WHAT THE TASK ASKS
Copy, in full, each line of the material that holds the word "PrivateLesson".

DATA
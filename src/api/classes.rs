//! Class scheduling and per-class read endpoints

use crate::error::AppResult;
use crate::models::DojoClass;
use crate::repositories::NewClass;
use crate::services::class_service::ClassDashboard;
use crate::AppState;
use axum::extract::{Path, Query, State};
use axum::routing::{get, post};
use axum::{Json, Router};
use chrono::{NaiveDate, NaiveTime};
use serde::Deserialize;
use std::collections::BTreeMap;
use std::sync::Arc;
use uuid::Uuid;

/// Request payload for scheduling a class
#[derive(Debug, Deserialize)]
pub struct ScheduleClassRequest {
    pub class_name: String,
    pub class_type: String,
    pub class_date: NaiveDate,
    pub start_time: NaiveTime,
    pub end_time: NaiveTime,
    pub instructor: String,
    #[serde(default)]
    pub location: Option<String>,
    #[serde(default)]
    pub max_capacity: Option<i64>,
    #[serde(default)]
    pub drop_in_fee: Option<f64>,
    #[serde(default)]
    pub member_fee: Option<f64>,
}

/// Date window selector
#[derive(Debug, Deserialize)]
pub struct DateWindowParams {
    pub start_date: Option<NaiveDate>,
    pub end_date: Option<NaiveDate>,
}

/// POST /api/classes
pub async fn schedule_class(
    State(state): State<Arc<AppState>>,
    Json(payload): Json<ScheduleClassRequest>,
) -> AppResult<Json<DojoClass>> {
    let class = state
        .class_service
        .schedule(NewClass {
            class_name: payload.class_name,
            class_type: payload.class_type,
            class_date: payload.class_date,
            start_time: payload.start_time,
            end_time: payload.end_time,
            instructor: payload.instructor,
            location: payload.location,
            max_capacity: payload.max_capacity.unwrap_or(0),
            drop_in_fee: payload.drop_in_fee.unwrap_or(0.0),
            member_fee: payload.member_fee.unwrap_or(0.0),
        })
        .await?;

    Ok(Json(class))
}

/// GET /api/classes/schedule?start_date=2024-01-01
pub async fn weekly_schedule(
    State(state): State<Arc<AppState>>,
    Query(params): Query<DateWindowParams>,
) -> AppResult<Json<BTreeMap<String, Vec<serde_json::Value>>>> {
    Ok(Json(
        state.class_service.weekly_schedule(params.start_date).await?,
    ))
}

/// GET /api/classes/:id/dashboard
pub async fn class_dashboard(
    State(state): State<Arc<AppState>>,
    Path(id): Path<Uuid>,
) -> AppResult<Json<ClassDashboard>> {
    Ok(Json(state.class_service.class_dashboard(id).await?))
}

/// GET /api/classes/instructor/:name?start_date=&end_date=
pub async fn instructor_schedule(
    State(state): State<Arc<AppState>>,
    Path(name): Path<String>,
    Query(params): Query<DateWindowParams>,
) -> AppResult<Json<Vec<DojoClass>>> {
    Ok(Json(
        state
            .class_service
            .instructor_schedule(&name, params.start_date, params.end_date)
            .await?,
    ))
}

/// POST /api/classes/:id/reminders
pub async fn send_reminders(
    State(state): State<Arc<AppState>>,
    Path(id): Path<Uuid>,
) -> AppResult<Json<serde_json::Value>> {
    let sent = state.class_service.send_reminders(id).await?;
    Ok(Json(serde_json::json!({ "status": "success", "sent": sent })))
}

/// Build class routes
pub fn routes() -> Router<Arc<AppState>> {
    Router::new()
        .route("/api/classes", post(schedule_class))
        .route("/api/classes/schedule", get(weekly_schedule))
        .route("/api/classes/:id/dashboard", get(class_dashboard))
        .route("/api/classes/instructor/:name", get(instructor_schedule))
        .route("/api/classes/:id/reminders", post(send_reminders))
}
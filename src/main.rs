//! Dojo Backend Service
//!
//! Main entry point for the dojo management backend.
//! This service provides:
//! - JSON HTTP API for members, classes, attendance, promotions and payments
//! - Dashboard aggregation endpoints
//! - Best-effort member notifications through a configurable relay

use dojo_backend::config::AppConfig;
use dojo_backend::database::{create_pool, run_migrations};
use dojo_backend::error::{AppError, AppResult};
use dojo_backend::{api, setup, AppState};
use std::net::SocketAddr;
use std::sync::Arc;
use tokio::net::TcpListener;
use tracing::{error, info};

#[tokio::main]
async fn main() -> AppResult<()> {
    // Load environment variables first
    dotenv::dotenv().ok();

    // Load configuration
    let config = AppConfig::from_env().map_err(|e| {
        eprintln!("Configuration error: {}", e);
        AppError::Config(e)
    })?;

    // Initialize tracing/logging with config
    tracing_subscriber::fmt()
        .with_env_filter(
            tracing_subscriber::EnvFilter::try_from_default_env().unwrap_or_else(|_| {
                format!("dojo_backend={},sqlx=warn,tower_http=info", config.log_level).into()
            }),
        )
        .init();

    info!("Dojo backend service starting");
    info!("Environment: {}", config.environment);
    info!("Log level: {}", config.log_level);
    info!("HTTP port: {}", config.http_port);

    // =========================================================================
    // DATABASE SETUP
    // =========================================================================
    info!("Connecting to database...");

    let pool = create_pool(&config.database).await.map_err(|e| {
        error!("Failed to create database pool: {}", e);
        AppError::Database(e)
    })?;

    info!("Database connection pool created successfully");
    info!("Max connections: {}", config.database.max_connections);

    // Run migrations
    info!("Running database migrations...");
    run_migrations(&pool, None).await.map_err(|e| {
        error!("Database migration failed: {}", e);
        AppError::Database(e)
    })?;

    info!("Database migrations completed successfully");

    // One-time provisioning (roles, accounts, notification templates)
    setup::run(&pool).await.map_err(AppError::Sqlx)?;

    // =========================================================================
    // SERVICES AND ROUTER
    // =========================================================================
    let app_state = Arc::new(AppState::new(pool, &config));
    info!("Application state initialized with repositories and services");

    if config.notification_relay_url.is_some() {
        info!("Notification relay configured");
    } else {
        info!("Notification relay not configured - notifications disabled");
    }

    let app = api::router(app_state)
        .layer(tower_http::trace::TraceLayer::new_for_http())
        .layer(tower_http::cors::CorsLayer::permissive());

    // =========================================================================
    // START SERVER
    // =========================================================================
    let addr: SocketAddr = format!("0.0.0.0:{}", config.http_port)
        .parse()
        .map_err(|e| AppError::Config(format!("Invalid HTTP address: {}", e)))?;

    info!("Starting HTTP server on {}...", addr);

    let listener = TcpListener::bind(addr)
        .await
        .map_err(|e| AppError::Message(format!("Failed to bind HTTP server: {}", e)))?;

    info!("Dojo backend service ready on {}", addr);
    info!("Press Ctrl+C to shutdown gracefully");

    axum::serve(listener, app)
        .with_graceful_shutdown(shutdown_signal())
        .await
        .map_err(|e| AppError::Message(format!("HTTP server error: {}", e)))?;

    info!("Dojo backend service shutdown complete");
    Ok(())
}

async fn shutdown_signal() {
    if let Err(e) = tokio::signal::ctrl_c().await {
        error!("Failed to listen for shutdown signal: {}", e);
    } else {
        info!("Shutdown signal received, shutting down gracefully...");
    }
}
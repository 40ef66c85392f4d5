//! One-time provisioning: roles, the chart of accounts and notification
//! templates. Every insert is idempotent, so this runs on each startup.

use crate::models::AccountType;
use sqlx::SqlitePool;
use tracing::info;

/// Seed baseline records after migrations
pub async fn run(pool: &SqlitePool) -> Result<(), sqlx::Error> {
    create_roles(pool).await?;
    create_accounts(pool).await?;
    create_notification_templates(pool).await?;
    info!("Provisioning complete");
    Ok(())
}

async fn create_roles(pool: &SqlitePool) -> Result<(), sqlx::Error> {
    let roles = [
        ("Dojo Manager", 1),
        ("Dojo Instructor", 1),
        ("Dojo Staff", 1),
        ("Dojo Member", 0),
    ];

    for (role_name, desk_access) in roles {
        sqlx::query("INSERT OR IGNORE INTO roles (role_name, desk_access) VALUES (?1, ?2)")
            .bind(role_name)
            .bind(desk_access)
            .execute(pool)
            .await?;
    }

    Ok(())
}

async fn create_accounts(pool: &SqlitePool) -> Result<(), sqlx::Error> {
    let accounts = [
        ("Cash", AccountType::Cash),
        ("Bank", AccountType::Bank),
        ("Credit Card Clearing", AccountType::Clearing),
        ("PayPal", AccountType::Clearing),
        ("Stripe", AccountType::Clearing),
        ("Membership Income", AccountType::Income),
        ("Class Fee Income", AccountType::Income),
        ("Private Lesson Income", AccountType::Income),
        ("Seminar Income", AccountType::Income),
        ("Merchandise Sales", AccountType::Income),
        ("Registration Income", AccountType::Income),
        ("Late Fee Income", AccountType::Income),
        ("Other Income", AccountType::Income),
        ("Payment Processing Fees", AccountType::Expense),
    ];

    for (name, account_type) in accounts {
        sqlx::query("INSERT OR IGNORE INTO accounts (name, account_type) VALUES (?1, ?2)")
            .bind(name)
            .bind(account_type.as_str())
            .execute(pool)
            .await?;
    }

    Ok(())
}

async fn create_notification_templates(pool: &SqlitePool) -> Result<(), sqlx::Error> {
    let templates = [
        (
            "welcome_new_member",
            "Welcome to {{dojo_name}}!",
            "Dear {{member_name}},\n\n\
             Welcome to {{dojo_name}}! We're excited to have you join our Brazilian \
             Jiu-Jitsu family.\n\n\
             A few things for your first classes: arrive 15 minutes early, bring a \
             water bottle and towel, and wear comfortable athletic clothing. We'll \
             provide a loaner gi for your first few classes.\n\n\
             See you on the mats!\n{{dojo_name}} Team",
        ),
        (
            "belt_promotion_congratulations",
            "Congratulations on your {{to_belt}} Belt!",
            "Dear {{member_name}},\n\n\
             Congratulations on your promotion to {{to_belt}} belt!\n\n\
             This achievement represents your dedication, hard work and growth in \
             Brazilian Jiu-Jitsu. Your promotion from {{from_belt}} to {{to_belt}} \
             belt on {{promotion_date}} is well-deserved.\n\n\
             {{instructor}} notes: {{notes}}\n\n\
             Congratulations again!\n{{dojo_name}} Team",
        ),
        (
            "payment_receipt",
            "Payment Receipt - {{receipt_number}}",
            "Dear {{member_name}},\n\n\
             Thank you for your payment. Here are the details:\n\n\
             Receipt Number: {{receipt_number}}\n\
             Payment Type: {{payment_type}}\n\
             Amount: ${{amount}}\n\
             Payment Date: {{payment_date}}\n\
             Payment Method: {{payment_method}}\n\n\
             Thank you for being part of {{dojo_name}}!\n{{dojo_name}} Team",
        ),
        (
            "class_reminder",
            "Class Reminder: {{class_name}}",
            "Dear {{member_name}},\n\n\
             This is a reminder about your upcoming class:\n\n\
             {{class_name}}\n\
             Date: {{class_date}}\n\
             Time: {{start_time}}\n\
             Instructor: {{instructor}}\n\
             Location: {{location}}\n\n\
             We look forward to seeing you on the mats!\n{{dojo_name}} Team",
        ),
    ];

    for (name, subject, body) in templates {
        sqlx::query(
            "INSERT OR IGNORE INTO notification_templates (name, subject, body) VALUES (?1, ?2, ?3)",
        )
        .bind(name)
        .bind(subject)
        .bind(body)
        .execute(pool)
        .await?;
    }

    Ok(())
}
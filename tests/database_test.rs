mod helpers;

use helpers::*;
use sqlx::{Row, SqlitePool};

// ============================================================================
// Connection Pool Tests
// ============================================================================

#[sqlx::test]
async fn test_connection_pool_creation(pool: SqlitePool) {
    let result = sqlx::query("SELECT 1 as test").fetch_one(&pool).await;

    assert!(result.is_ok());
    let row = result.unwrap();
    let value: i32 = row.get("test");
    assert_eq!(value, 1);
}

#[sqlx::test]
async fn test_connection_pool_multiple_queries(pool: SqlitePool) {
    for i in 1..=5 {
        let result = sqlx::query(&format!("SELECT {} as test", i))
            .fetch_one(&pool)
            .await;
        assert!(result.is_ok());
    }
}

// ============================================================================
// Migration Tests
// ============================================================================

#[sqlx::test]
async fn test_migrations_ran(pool: SqlitePool) {
    // Verify that all tables exist
    let tables = vec![
        "members",
        "classes",
        "attendance",
        "promotions",
        "payments",
        "accounts",
        "journal_entries",
        "journal_entry_lines",
        "roles",
        "notification_templates",
    ];

    for table in tables {
        let exists: i64 = sqlx::query_scalar(
            "SELECT COUNT(*) FROM sqlite_master WHERE type = 'table' AND name = ?1",
        )
        .bind(table)
        .fetch_one(&pool)
        .await
        .expect("Schema query failed");

        assert_eq!(exists, 1, "Table {} should exist", table);
    }
}

#[sqlx::test]
async fn test_outstanding_amount_check_constraint(pool: SqlitePool) {
    let app = TestApp::from_pool(pool).await;

    let member = create_test_member(&app, "Ana Souza", "ana@example.com").await;

    // The schema rejects a negative outstanding amount outright
    let result = sqlx::query("UPDATE members SET outstanding_amount = -5 WHERE id = ?1")
        .bind(member.id)
        .execute(&app.pool)
        .await;

    assert!(result.is_err());
}

#[sqlx::test]
async fn test_attendance_unique_index(pool: SqlitePool) {
    let app = TestApp::from_pool(pool).await;

    let indexed: i64 = sqlx::query_scalar(
        r#"
        SELECT COUNT(*) FROM sqlite_master
        WHERE type = 'index' AND tbl_name = 'attendance'
        "#,
    )
    .fetch_one(&app.pool)
    .await
    .unwrap();

    // The UNIQUE (class_id, member_id) constraint materializes as an index
    assert!(indexed >= 1);
}
use chrono::{NaiveDate, NaiveDateTime};
use serde::{Deserialize, Serialize};
use sqlx::FromRow;
use uuid::Uuid;

/// What a payment was for
#[derive(Debug, Clone, Copy, PartialEq, Eq, Serialize, Deserialize)]
#[serde(rename_all = "snake_case")]
pub enum PaymentType {
    MonthlyMembership,
    AnnualMembership,
    ClassFee,
    PrivateLesson,
    SeminarFee,
    Merchandise,
    RegistrationFee,
    LateFee,
    Refund,
}

impl PaymentType {
    /// Convert from database string
    pub fn from_str(s: &str) -> Result<Self, String> {
        match s.to_lowercase().as_str() {
            "monthly_membership" => Ok(PaymentType::MonthlyMembership),
            "annual_membership" => Ok(PaymentType::AnnualMembership),
            "class_fee" => Ok(PaymentType::ClassFee),
            "private_lesson" => Ok(PaymentType::PrivateLesson),
            "seminar_fee" => Ok(PaymentType::SeminarFee),
            "merchandise" => Ok(PaymentType::Merchandise),
            "registration_fee" => Ok(PaymentType::RegistrationFee),
            "late_fee" => Ok(PaymentType::LateFee),
            "refund" => Ok(PaymentType::Refund),
            _ => Err(format!("Invalid payment type: {}", s)),
        }
    }

    /// Convert to database string
    pub fn as_str(&self) -> &'static str {
        match self {
            PaymentType::MonthlyMembership => "monthly_membership",
            PaymentType::AnnualMembership => "annual_membership",
            PaymentType::ClassFee => "class_fee",
            PaymentType::PrivateLesson => "private_lesson",
            PaymentType::SeminarFee => "seminar_fee",
            PaymentType::Merchandise => "merchandise",
            PaymentType::RegistrationFee => "registration_fee",
            PaymentType::LateFee => "late_fee",
            PaymentType::Refund => "refund",
        }
    }

    /// Whether completing a payment of this type rolls the member's billing
    /// cycle forward
    pub fn is_membership(&self) -> bool {
        matches!(
            self,
            PaymentType::MonthlyMembership | PaymentType::AnnualMembership
        )
    }

    /// Income account credited when a payment of this type completes
    pub fn income_account(&self) -> &'static str {
        match self {
            PaymentType::MonthlyMembership | PaymentType::AnnualMembership => "Membership Income",
            PaymentType::ClassFee => "Class Fee Income",
            PaymentType::PrivateLesson => "Private Lesson Income",
            PaymentType::SeminarFee => "Seminar Income",
            PaymentType::Merchandise => "Merchandise Sales",
            PaymentType::RegistrationFee => "Registration Income",
            PaymentType::LateFee => "Late Fee Income",
            PaymentType::Refund => "Other Income",
        }
    }
}

impl From<String> for PaymentType {
    fn from(s: String) -> Self {
        Self::from_str(&s).unwrap_or(PaymentType::MonthlyMembership)
    }
}

impl From<PaymentType> for String {
    fn from(t: PaymentType) -> Self {
        t.as_str().to_string()
    }
}

/// How the money arrived
#[derive(Debug, Clone, Copy, PartialEq, Eq, Serialize, Deserialize)]
#[serde(rename_all = "snake_case")]
pub enum PaymentMethod {
    Cash,
    CreditCard,
    DebitCard,
    BankTransfer,
    Check,
    PayPal,
    Stripe,
}

impl PaymentMethod {
    /// Convert from database string
    pub fn from_str(s: &str) -> Result<Self, String> {
        match s.to_lowercase().as_str() {
            "cash" => Ok(PaymentMethod::Cash),
            "credit_card" => Ok(PaymentMethod::CreditCard),
            "debit_card" => Ok(PaymentMethod::DebitCard),
            "bank_transfer" => Ok(PaymentMethod::BankTransfer),
            "check" => Ok(PaymentMethod::Check),
            "paypal" => Ok(PaymentMethod::PayPal),
            "stripe" => Ok(PaymentMethod::Stripe),
            _ => Err(format!("Invalid payment method: {}", s)),
        }
    }

    /// Convert to database string
    pub fn as_str(&self) -> &'static str {
        match self {
            PaymentMethod::Cash => "cash",
            PaymentMethod::CreditCard => "credit_card",
            PaymentMethod::DebitCard => "debit_card",
            PaymentMethod::BankTransfer => "bank_transfer",
            PaymentMethod::Check => "check",
            PaymentMethod::PayPal => "paypal",
            PaymentMethod::Stripe => "stripe",
        }
    }

    /// Cash or clearing account debited when a payment by this method
    /// completes
    pub fn cash_account(&self) -> &'static str {
        match self {
            PaymentMethod::Cash => "Cash",
            PaymentMethod::CreditCard => "Credit Card Clearing",
            PaymentMethod::DebitCard | PaymentMethod::BankTransfer | PaymentMethod::Check => "Bank",
            PaymentMethod::PayPal => "PayPal",
            PaymentMethod::Stripe => "Stripe",
        }
    }
}

impl From<String> for PaymentMethod {
    fn from(s: String) -> Self {
        Self::from_str(&s).unwrap_or(PaymentMethod::Cash)
    }
}

impl From<PaymentMethod> for String {
    fn from(m: PaymentMethod) -> Self {
        m.as_str().to_string()
    }
}

/// Payment record state
#[derive(Debug, Clone, Copy, PartialEq, Eq, Serialize, Deserialize)]
#[serde(rename_all = "lowercase")]
pub enum PaymentRecordStatus {
    Completed,
    Cancelled,
    Refunded,
}

impl PaymentRecordStatus {
    /// Convert from database string
    pub fn from_str(s: &str) -> Result<Self, String> {
        match s.to_lowercase().as_str() {
            "completed" => Ok(PaymentRecordStatus::Completed),
            "cancelled" => Ok(PaymentRecordStatus::Cancelled),
            "refunded" => Ok(PaymentRecordStatus::Refunded),
            _ => Err(format!("Invalid payment status: {}", s)),
        }
    }

    /// Convert to database string
    pub fn as_str(&self) -> &'static str {
        match self {
            PaymentRecordStatus::Completed => "completed",
            PaymentRecordStatus::Cancelled => "cancelled",
            PaymentRecordStatus::Refunded => "refunded",
        }
    }
}

impl From<String> for PaymentRecordStatus {
    fn from(s: String) -> Self {
        Self::from_str(&s).unwrap_or(PaymentRecordStatus::Completed)
    }
}

impl From<PaymentRecordStatus> for String {
    fn from(status: PaymentRecordStatus) -> Self {
        status.as_str().to_string()
    }
}

/// Payment model: one financial transaction for a member. Refunds are
/// separate counter-records with negative amounts; history is never mutated.
#[derive(Debug, Clone, Serialize, Deserialize, FromRow)]
pub struct Payment {
    pub id: Uuid,
    pub member_id: Uuid,
    pub payment_type: String, // Stored as TEXT, use PaymentType enum for type safety
    pub amount: f64,
    pub processing_fee: f64,
    pub net_amount: f64,
    pub payment_date: NaiveDate,
    pub payment_method: String, // Stored as TEXT, use PaymentMethod enum for type safety
    pub status: String, // Stored as TEXT, use PaymentRecordStatus enum for type safety
    pub receipt_number: Option<String>,
    pub reference_payment_id: Option<Uuid>,
    pub reference_attendance_id: Option<Uuid>,
    pub description: Option<String>,
    pub journal_entry_id: Option<Uuid>,
    pub created_at: NaiveDateTime,
}

impl Payment {
    /// Validate the amounts of a charge (refund counter-records are exempt:
    /// they carry a negative amount by construction)
    pub fn validate_amounts(amount: f64, processing_fee: f64) -> Result<(), String> {
        if amount <= 0.0 {
            return Err("Payment amount must be greater than zero".to_string());
        }
        if processing_fee < 0.0 {
            return Err("Processing fee cannot be negative".to_string());
        }
        if processing_fee >= amount {
            return Err(
                "Processing fee cannot be greater than or equal to payment amount".to_string(),
            );
        }
        Ok(())
    }

    /// Net amount after the processing fee, rounded to cents
    pub fn net_of(amount: f64, processing_fee: f64) -> f64 {
        round_cents(amount - processing_fee)
    }
}

/// Round a monetary amount to two decimal places
pub fn round_cents(amount: f64) -> f64 {
    (amount * 100.0).round() / 100.0
}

EXERCISE OUTPUT
    PrivateLesson,
            "private_lesson" => Ok(PaymentType::PrivateLesson),
            PaymentType::PrivateLesson => "private_lesson",
            PaymentType::PrivateLesson => "Private Lesson Income",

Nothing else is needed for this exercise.